The pre-mRNA consists of splicing and non-coding regions. pre-mRNA molecules are much
longer than the mRNA molecule needed to code for its protein. The regions that do not
code for amino acids; aa, are scattered all along the coding region. The genes are split
with coding regions, called exons, short for expressed regions; in between the exons the
non-coding region called introns exist. Before the translation of mRNA the introns must
be spliced off. Splicing is an complicated process for the cell. It must locate every
intron in the primary transcript. An average mRNA consists of eight to ten introns, some
even contain sixteen introns. exons, like introns are also spread apart. Some of their
codons may be split by introns, so information for a single amino acid could be some
distance apart. Splicing takes place in the nucleus but also could take place in the
cytoplasm and the mitochondria. After the splicing of the introns, the G-caps and the
Poly A tails remain on the mRNA.
A single gene can code for multiple proteins by alternative splicing. A single strand
was found to be coding for twenty different proteins, depending on how the exons are
assembled. Different splicing combinations are regulated in t issue specific manner.
Most of the transcribed DNA are introns. ninety nine percent of the information
contained in the gene transcript is destroyed when the introns are eliminated since exons
are only translated. Most genes have introns. Only a hand full of organisms are found
without introns. Larger eukaryotes tend to have bigger and more numerous amounts of
introns compared to smaller eukaryotes.
There are sequence of nucleic acids at the exon-intron junction of mRNA allowing intron
splicing., From what is known there is an GU at the 5' splice site and AG at the 3'
splice site for most genes. This is called the GU-AG rule Splicing enzymes recognize
these sites with the help of ribonucleprotein called snRNP or snurps. snurps are formed
by small nuclear RNA fragments of less than three hundred nucleotides called snRNAs. As
an RNA molecule is being transcribed, four snurps attach to it combining into a large
spliceosome. The abundant snRNAs catalyze the cutting and the splicing of the gene.

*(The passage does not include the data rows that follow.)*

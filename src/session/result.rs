use std::collections::HashMap;

use chrono::{DateTime, Utc};
use serde::{Deserialize, Serialize};

use crate::source::Question;

/// Durable summary of a finished or abandoned session. Written once when the
/// session finishes, persisted under `quizResults`, cleared when the user
/// starts over.
#[derive(Clone, Debug, Serialize, Deserialize)]
#[serde(rename_all = "camelCase")]
pub struct ResultRecord {
    pub questions: Vec<Question>,
    pub answers: HashMap<usize, String>,
    pub final_score: u32,
    pub total_questions: usize,
    pub completed_questions: usize,
    #[serde(default)]
    pub used_fallback: bool,
    pub completed_at: DateTime<Utc>,
}

impl ResultRecord {
    pub fn answer_for(&self, index: usize) -> Option<&str> {
        self.answers.get(&index).map(String::as_str)
    }

    pub fn is_correct(&self, index: usize) -> bool {
        match (self.answer_for(index), self.questions.get(index)) {
            (Some(answer), Some(question)) => answer == question.correct_answer,
            _ => false,
        }
    }

    pub fn percentage(&self) -> u32 {
        if self.total_questions == 0 {
            return 0;
        }
        (self.final_score as f64 / self.total_questions as f64 * 100.0).round() as u32
    }

    pub fn incorrect_count(&self) -> usize {
        self.total_questions - self.final_score as usize
    }

    /// Text handed to the share action.
    pub fn summary_line(&self) -> String {
        format!(
            "I scored {}/{} ({}%) on the quizzed trivia challenge!",
            self.final_score,
            self.total_questions,
            self.percentage()
        )
    }
}

#[cfg(test)]
mod tests {
    use super::*;

    fn record(score: u32, total: usize) -> ResultRecord {
        ResultRecord {
            questions: Vec::new(),
            answers: HashMap::new(),
            final_score: score,
            total_questions: total,
            completed_questions: total,
            used_fallback: false,
            completed_at: Utc::now(),
        }
    }

    #[test]
    fn test_percentage_rounds() {
        assert_eq!(record(2, 3).percentage(), 67);
        assert_eq!(record(0, 5).percentage(), 0);
        assert_eq!(record(5, 5).percentage(), 100);
    }

    #[test]
    fn test_percentage_of_empty_record_is_zero() {
        assert_eq!(record(0, 0).percentage(), 0);
    }

    #[test]
    fn test_summary_line() {
        assert_eq!(
            record(7, 10).summary_line(),
            "I scored 7/10 (70%) on the quizzed trivia challenge!"
        );
    }

    #[test]
    fn test_stored_keys_are_camel_case() {
        let json = serde_json::to_string(&record(1, 2)).unwrap();
        assert!(json.contains("\"finalScore\":1"));
        assert!(json.contains("\"totalQuestions\":2"));
        assert!(json.contains("\"completedQuestions\":2"));
    }

    #[test]
    fn test_record_without_fallback_field_still_loads() {
        // Records written before the field existed default to false.
        let json = r#"{
            "questions": [],
            "answers": {},
            "finalScore": 0,
            "totalQuestions": 0,
            "completedQuestions": 0,
            "completedAt": "2024-01-01T00:00:00Z"
        }"#;
        let record: ResultRecord = serde_json::from_str(json).unwrap();
        assert!(!record.used_fallback);
    }
}
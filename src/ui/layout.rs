use ratatui::layout::{Constraint, Direction, Layout, Rect};

pub struct AppLayout {
    pub header: Rect,
    pub main: Rect,
    pub footer: Rect,
}

impl AppLayout {
    pub fn new(area: Rect) -> Self {
        let vertical = Layout::default()
            .direction(Direction::Vertical)
            .constraints([
                Constraint::Length(3),
                Constraint::Min(10),
                Constraint::Length(1),
            ])
            .split(area);

        Self {
            header: vertical[0],
            main: vertical[1],
            footer: vertical[2],
        }
    }
}

pub fn centered_rect(percent_x: u16, percent_y: u16, area: Rect) -> Rect {
    const MIN_POPUP_WIDTH: u16 = 50;
    const MIN_POPUP_HEIGHT: u16 = 10;

    let requested_w = area.width.saturating_mul(percent_x.min(100)) / 100;
    let requested_h = area.height.saturating_mul(percent_y.min(100)) / 100;

    let target_w = requested_w.max(MIN_POPUP_WIDTH).min(area.width);
    let target_h = requested_h.max(MIN_POPUP_HEIGHT).min(area.height);

    let left = area
        .x
        .saturating_add((area.width.saturating_sub(target_w)) / 2);
    let top = area
        .y
        .saturating_add((area.height.saturating_sub(target_h)) / 2);

    Rect::new(left, top, target_w, target_h)
}
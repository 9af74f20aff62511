use std::fs;
use std::path::PathBuf;

use anyhow::Result;
use serde::{Deserialize, Serialize};

pub const QUESTION_COUNTS: [u32; 4] = [5, 10, 15, 20];

#[derive(Clone, Copy, Debug, Default, PartialEq, Eq, Serialize, Deserialize)]
#[serde(rename_all = "lowercase")]
pub enum Difficulty {
    #[default]
    Any,
    Easy,
    Medium,
    Hard,
}

impl Difficulty {
    pub const ALL: [Difficulty; 4] = [
        Difficulty::Any,
        Difficulty::Easy,
        Difficulty::Medium,
        Difficulty::Hard,
    ];

    pub fn as_str(self) -> &'static str {
        match self {
            Difficulty::Any => "any",
            Difficulty::Easy => "easy",
            Difficulty::Medium => "medium",
            Difficulty::Hard => "hard",
        }
    }

    pub fn label(self) -> &'static str {
        match self {
            Difficulty::Any => "Any Difficulty",
            Difficulty::Easy => "Easy",
            Difficulty::Medium => "Medium",
            Difficulty::Hard => "Hard",
        }
    }

    /// Query parameter value for the trivia API. `Any` sends no filter.
    pub fn api_param(self) -> Option<&'static str> {
        match self {
            Difficulty::Any => None,
            other => Some(other.as_str()),
        }
    }

    pub fn from_name(name: &str) -> Option<Self> {
        Self::ALL
            .into_iter()
            .find(|d| d.as_str().eq_ignore_ascii_case(name))
    }

    fn position(self) -> usize {
        Self::ALL.iter().position(|d| *d == self).unwrap_or(0)
    }

    pub fn next(self) -> Self {
        Self::ALL[(self.position() + 1) % Self::ALL.len()]
    }

    pub fn prev(self) -> Self {
        let pos = self.position();
        Self::ALL[if pos == 0 { Self::ALL.len() - 1 } else { pos - 1 }]
    }
}

/// Quiz settings chosen on the home screen. Persisted in the key-value store
/// under `quizSettings`, camelCase to match the stored document format.
#[derive(Clone, Copy, Debug, PartialEq, Eq, Serialize, Deserialize)]
#[serde(rename_all = "camelCase")]
pub struct QuizConfig {
    #[serde(default = "default_question_count")]
    pub question_count: u32,
    #[serde(default)]
    pub difficulty: Difficulty,
}

fn default_question_count() -> u32 {
    10
}

impl Default for QuizConfig {
    fn default() -> Self {
        Self {
            question_count: default_question_count(),
            difficulty: Difficulty::Any,
        }
    }
}

impl QuizConfig {
    /// Snap a count loaded from disk (or passed on the CLI) to the nearest
    /// allowed value.
    pub fn normalize(&mut self) {
        if !QUESTION_COUNTS.contains(&self.question_count) {
            self.question_count = QUESTION_COUNTS
                .into_iter()
                .min_by_key(|c| c.abs_diff(self.question_count))
                .unwrap_or(default_question_count());
        }
    }

    pub fn cycle_count_forward(&mut self) {
        let idx = QUESTION_COUNTS
            .iter()
            .position(|c| *c == self.question_count)
            .unwrap_or(0);
        self.question_count = QUESTION_COUNTS[(idx + 1) % QUESTION_COUNTS.len()];
    }

    pub fn cycle_count_backward(&mut self) {
        let idx = QUESTION_COUNTS
            .iter()
            .position(|c| *c == self.question_count)
            .unwrap_or(0);
        self.question_count =
            QUESTION_COUNTS[if idx == 0 { QUESTION_COUNTS.len() - 1 } else { idx - 1 }];
    }
}

/// App-level preferences, separate from quiz settings: `config.toml` in the
/// user config dir.
#[derive(Clone, Debug, Serialize, Deserialize)]
pub struct AppConfig {
    #[serde(default = "default_theme")]
    pub theme: String,
    #[serde(default = "default_request_timeout_secs")]
    pub request_timeout_secs: u64,
}

fn default_theme() -> String {
    "terminal-default".to_string()
}

fn default_request_timeout_secs() -> u64 {
    10
}

impl Default for AppConfig {
    fn default() -> Self {
        Self {
            theme: default_theme(),
            request_timeout_secs: default_request_timeout_secs(),
        }
    }
}

impl AppConfig {
    pub fn load() -> Result<Self> {
        let path = Self::config_path();
        if path.exists() {
            let content = fs::read_to_string(&path)?;
            let config: AppConfig = toml::from_str(&content)?;
            Ok(config)
        } else {
            Ok(AppConfig::default())
        }
    }

    #[allow(dead_code)]
    pub fn save(&self) -> Result<()> {
        let path = Self::config_path();
        if let Some(parent) = path.parent() {
            fs::create_dir_all(parent)?;
        }
        let content = toml::to_string_pretty(self)?;
        fs::write(&path, content)?;
        Ok(())
    }

    fn config_path() -> PathBuf {
        dirs::config_dir()
            .unwrap_or_else(|| PathBuf::from("."))
            .join("quizzed")
            .join("config.toml")
    }
}

#[cfg(test)]
mod tests {
    use super::*;

    #[test]
    fn test_app_config_defaults_from_empty() {
        let config: AppConfig = toml::from_str("").unwrap();
        assert_eq!(config.theme, "terminal-default");
        assert_eq!(config.request_timeout_secs, 10);
    }

    #[test]
    fn test_quiz_config_stored_keys_are_camel_case() {
        let config = QuizConfig {
            question_count: 15,
            difficulty: Difficulty::Hard,
        };
        let json = serde_json::to_string(&config).unwrap();
        assert!(json.contains("\"questionCount\":15"));
        assert!(json.contains("\"difficulty\":\"hard\""));
    }

    #[test]
    fn test_quiz_config_defaults_from_empty_document() {
        let config: QuizConfig = serde_json::from_str("{}").unwrap();
        assert_eq!(config.question_count, 10);
        assert_eq!(config.difficulty, Difficulty::Any);
    }

    #[test]
    fn test_normalize_snaps_to_nearest_allowed_count() {
        let mut config = QuizConfig {
            question_count: 7,
            difficulty: Difficulty::Any,
        };
        config.normalize();
        assert_eq!(config.question_count, 5);

        config.question_count = 99;
        config.normalize();
        assert_eq!(config.question_count, 20);

        config.question_count = 15;
        config.normalize();
        assert_eq!(config.question_count, 15);
    }

    #[test]
    fn test_count_cycle_wraps() {
        let mut config = QuizConfig::default();
        assert_eq!(config.question_count, 10);
        config.cycle_count_forward();
        assert_eq!(config.question_count, 15);
        config.cycle_count_forward();
        config.cycle_count_forward();
        assert_eq!(config.question_count, 5);
        config.cycle_count_backward();
        assert_eq!(config.question_count, 20);
    }

    #[test]
    fn test_difficulty_api_param() {
        assert_eq!(Difficulty::Any.api_param(), None);
        assert_eq!(Difficulty::Medium.api_param(), Some("medium"));
    }

    #[test]
    fn test_difficulty_from_name() {
        assert_eq!(Difficulty::from_name("easy"), Some(Difficulty::Easy));
        assert_eq!(Difficulty::from_name("HARD"), Some(Difficulty::Hard));
        assert_eq!(Difficulty::from_name("extreme"), None);
    }

    #[test]
    fn test_difficulty_cycle_covers_all() {
        let mut d = Difficulty::Any;
        let mut seen = Vec::new();
        for _ in 0..Difficulty::ALL.len() {
            seen.push(d);
            d = d.next();
        }
        assert_eq!(d, Difficulty::Any);
        assert_eq!(seen.len(), 4);
        assert_eq!(Difficulty::Easy.prev(), Difficulty::Any);
    }
}
pub mod json_store;

use anyhow::Result;

use crate::config::QuizConfig;
use crate::session::result::ResultRecord;

pub const SETTINGS_KEY: &str = "quizSettings";
pub const RESULT_KEY: &str = "quizResults";
pub const HIGH_SCORE_KEY: &str = "highScore";
pub const TOTAL_QUIZZES_KEY: &str = "totalQuizzes";

/// String key-value persistence. The session and stats code only ever sees
/// this trait, never a concrete store.
pub trait KvStore {
    fn get(&self, key: &str) -> Option<String>;
    fn set(&self, key: &str, value: &str) -> Result<()>;
    fn delete(&self, key: &str) -> Result<()>;
}

pub fn load_settings(store: &impl KvStore) -> Option<QuizConfig> {
    let raw = store.get(SETTINGS_KEY)?;
    let mut config: QuizConfig = serde_json::from_str(&raw).ok()?;
    config.normalize();
    Some(config)
}

pub fn save_settings(store: &impl KvStore, config: &QuizConfig) -> Result<()> {
    store.set(SETTINGS_KEY, &serde_json::to_string(config)?)
}

/// Load the last completed session's record. Returns None when no record
/// exists or it cannot be parsed; both mean "nothing to show".
pub fn load_result(store: &impl KvStore) -> Option<ResultRecord> {
    serde_json::from_str(&store.get(RESULT_KEY)?).ok()
}

pub fn save_result(store: &impl KvStore, record: &ResultRecord) -> Result<()> {
    store.set(RESULT_KEY, &serde_json::to_string_pretty(record)?)
}

pub fn clear_result(store: &impl KvStore) -> Result<()> {
    store.delete(RESULT_KEY)
}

In a self splitting intron, the hair pin structure brings the ends o the introns near to
the branch point. Then the introns it self catalyze the making of the loop joining the
two exons. The difference between self splicing intron and one which require the
spliceosome is that the non-self splicing introns can split any introns, almost any
size. This helps the organism to survive mutations. When a mutation forms, some times
the self splicing introns lose it's hairpin structure not allowing it self to be spliced
off.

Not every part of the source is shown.